How the "Brainwriter" is overshadowing Google Glass and Oculus Rift at London event
By Lyndsey Gilpin July 3, 2014, 4:00 AM PST // lyndseygilpin
Not Impossible Labs just revealed the Brainwriter, designed to read and write brain waves for fully paralyzed people so they can draw and communicate, and it's now on display in London.
The Brainwriter is a $200 open source wearable that reads and communicates using your brain waves.
At a new tech exhibition in London on Thursday, sitting between Google Glass and Oculus Rift, is a wearable you've probably never heard of.
But it's the one that could have more of a revolutionary, world-changing impact than any of us realize.
It's called the Brainwriter -- and it's an open source, do-it-yourself device that pairs with ocular recognition technology to enable the fully paralyzed to draw and communicate.
It is on exhibit at the Barbican's "Digital Revolution" in London as the headliner in the "Wearable Technologies" section.
"Not Impossible is a very small rag-tag group of incredibly passionate people, so it's an honor being at this exhibition, being next to behemoth companies like these," said Mick Ebeling, the founder of Not Impossible, a startup based in Venice, California.
The Not Impossible Foundation raises money to fund the crowdsourced projects of the lab, which is run by a small team under Ebeling's lead.

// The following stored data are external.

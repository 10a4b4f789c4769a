//! # Commands Module
//!
//! Operations exposed to the presentation layer.
//!
//! ## Command Organization
//! ```text
//! commands/
//! ├── mod.rs       ◄─── You are here (exports)
//! ├── catalog.rs   ◄─── Product list, search, lookup
//! ├── billing.rs   ◄─── Sales cart, confirm order, invoice
//! ├── purchase.rs  ◄─── Purchase cart, confirm purchase
//! ├── history.rs   ◄─── Orders, purchases, statistics, profit/loss
//! └── config.rs    ◄─── Shop profile
//! ```
//!
//! ## How Commands Work
//! ```text
//! ┌─────────────────────────────────────────────────────────────────────────┐
//! │                    Command Flow                                         │
//! │                                                                         │
//! │  Presentation                                                           │
//! │  ────────────                                                           │
//! │  add_to_sales_cart(&catalog, &carts, "1", None)                         │
//! │         │                                                               │
//! │         ▼                                                               │
//! │  Command function                                                       │
//! │  ────────────────                                                       │
//! │  async fn add_to_sales_cart(                                            │
//! │      catalog: &CatalogState,   ◄── only the state it needs             │
//! │      cart: &CartState,                                                  │
//! │      product_id: String,                                                │
//! │      price_cents: Option<i64>,                                          │
//! │  ) -> Result<SalesCartResponse, ApiError>                               │
//! │         │                                                               │
//! │         │ (serde, camelCase)                                            │
//! │         ▼                                                               │
//! │  Presentation renders SalesCartResponse                                 │
//! └─────────────────────────────────────────────────────────────────────────┘
//! ```
//!
//! ## State Injection
//! Each command declares only the state it needs:
//! ```rust,ignore
//! // Only needs the catalog
//! fn search_products(catalog: &CatalogState, query: String)
//!
//! // Only needs the ledger
//! async fn get_profit_loss(ledger: &LedgerState<S>, from, to)
//!
//! // Needs ledger, carts and shop profile
//! async fn confirm_order(ledger: &LedgerState<S>, cart: &CartState, config: &ConfigState)
//! ```

pub mod billing;
pub mod catalog;
pub mod config;
pub mod history;
pub mod purchase;
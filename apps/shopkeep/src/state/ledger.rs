//! # Ledger State
//!
//! The ledger store plus the id generator and clock used to stamp new
//! records.
//!
//! ## Thread Safety
//! The SQLite backend wraps a pool and is safe to share. The id generator
//! serialises internally, so concurrent commits never receive the same id.

use std::sync::Arc;

use shopkeep_core::{Clock, IdGenerator, SystemClock};
use shopkeep_db::{KeyValueStore, LedgerStore, SqliteStore};

/// Wrapper around [`LedgerStore`] for command use.
///
/// Generic over the backend so tests can run commands against a
/// `MemoryStore`.
#[derive(Debug)]
pub struct LedgerState<S = SqliteStore> {
    ledger: LedgerStore<S>,
    ids: IdGenerator,
    clock: Arc<dyn Clock>,
}

impl<S: KeyValueStore> LedgerState<S> {
    /// Ledger over `store`, stamped with wall-clock time.
    pub fn new(store: S) -> Self {
        LedgerState::with_clock(store, Arc::new(SystemClock), IdGenerator::new())
    }

    /// Ledger with an injected clock and id generator.
    pub fn with_clock(store: S, clock: Arc<dyn Clock>, ids: IdGenerator) -> Self {
        LedgerState {
            ledger: LedgerStore::new(store),
            ids,
            clock,
        }
    }

    pub fn ledger(&self) -> &LedgerStore<S> {
        &self.ledger
    }

    pub fn ids(&self) -> &IdGenerator {
        &self.ids
    }

    pub fn clock(&self) -> &dyn Clock {
        self.clock.as_ref()
    }
}
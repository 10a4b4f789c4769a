//! # Cart State
//!
//! The open sales cart and the open purchase cart.
//!
//! ## Thread Safety
//! Each cart sits behind its own `tokio::sync::Mutex`:
//! 1. Several commands may touch the same cart
//! 2. Only one may modify it at a time
//! 3. Confirming holds the lock across the storage write, so the cart
//!    cannot change between validation and clearing
//!
//! ## Cart Operations Flow
//! ```text
//! ┌─────────────────────────────────────────────────────────────────────────┐
//! │                    Cart State Operations                                │
//! │                                                                         │
//! │  Billing page                 Command                  Lock held        │
//! │  ────────────                 ───────                  ─────────        │
//! │                                                                         │
//! │  Pick product ───────────────► add_to_sales_cart() ──► briefly          │
//! │                                                                         │
//! │  Change quantity ────────────► update_sales_item() ──► briefly          │
//! │                                                                         │
//! │  Confirm ────────────────────► confirm_order() ──────► until written    │
//! │                                                                         │
//! │  Purchases page uses the same shape with the purchase cart.             │
//! └─────────────────────────────────────────────────────────────────────────┘
//! ```

use shopkeep_core::{PurchaseCart, SalesCart};
use tokio::sync::{Mutex, MutexGuard};

#[derive(Debug, Default)]
pub struct CartState {
    sales: Mutex<SalesCart>,
    purchases: Mutex<PurchaseCart>,
}

impl CartState {
    /// Creates empty carts.
    pub fn new() -> Self {
        Self::default()
    }

    /// Runs `f` with read access to the sales cart.
    ///
    /// ```rust,ignore
    /// let totals = carts.with_sales(|cart| cart.compute_totals()).await;
    /// ```
    pub async fn with_sales<F, R>(&self, f: F) -> R
    where
        F: FnOnce(&SalesCart) -> R,
    {
        let cart = self.sales.lock().await;
        f(&cart)
    }

    /// Runs `f` with write access to the sales cart.
    pub async fn with_sales_mut<F, R>(&self, f: F) -> R
    where
        F: FnOnce(&mut SalesCart) -> R,
    {
        let mut cart = self.sales.lock().await;
        f(&mut cart)
    }

    pub async fn with_purchases<F, R>(&self, f: F) -> R
    where
        F: FnOnce(&PurchaseCart) -> R,
    {
        let cart = self.purchases.lock().await;
        f(&cart)
    }

    pub async fn with_purchases_mut<F, R>(&self, f: F) -> R
    where
        F: FnOnce(&mut PurchaseCart) -> R,
    {
        let mut cart = self.purchases.lock().await;
        f(&mut cart)
    }

    /// Exclusive access to the sales cart for the duration of a commit.
    pub async fn lock_sales(&self) -> MutexGuard<'_, SalesCart> {
        self.sales.lock().await
    }

    /// Exclusive access to the purchase cart for the duration of a commit.
    pub async fn lock_purchases(&self) -> MutexGuard<'_, PurchaseCart> {
        self.purchases.lock().await
    }
}

#[cfg(test)]
mod tests {
    use super::*;
    use shopkeep_core::Catalog;

    #[tokio::test]
    async fn test_carts_are_independent() {
        let catalog = Catalog::seeded();
        let carts = CartState::new();

        carts
            .with_sales_mut(|c| c.add_item(&catalog, "1", None))
            .await;

        assert_eq!(carts.with_sales(|c| c.lines().len()).await, 1);
        assert!(carts.with_purchases(|c| c.is_empty()).await);
    }

    #[tokio::test]
    async fn test_lock_guard_mutates() {
        let catalog = Catalog::seeded();
        let carts = CartState::new();

        {
            let mut guard = carts.lock_purchases().await;
            guard.add_item(&catalog, "2", Some(shopkeep_core::Money::from_cents(3000)));
        }

        assert_eq!(carts.with_purchases(|c| c.lines().len()).await, 1);
    }
}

The Brainwriter -- which is Not Impossible's latest project -- works with eye-tracking devices by replacing the eye-blink-or-dwell selection of objects on a screen with EEG, or basic brainwave instructions.
It's made from a headband, Olimex sensors, a shielding board, an OpenBCI board (which is an EEG device) and an eye-tracking device (i.e.
SYMeyes, Tobii or EyeTribe).
It is the first device of its kind that marries ocular recognition technology and EEG tracking, so that people can move a mouse with their eyes and select or deselect options with their brain waves.
It will be compatible with both active and passive electrodes and modern electronic platforms.
The EEG technology usually runs from $800 to $2,000 and can only interface with specific platforms.
But the Brainwriter's open source design will cost about $200.
As with everything Not Impossible does, the parts list and design are available on the site so that people can reiterate and improve upon them.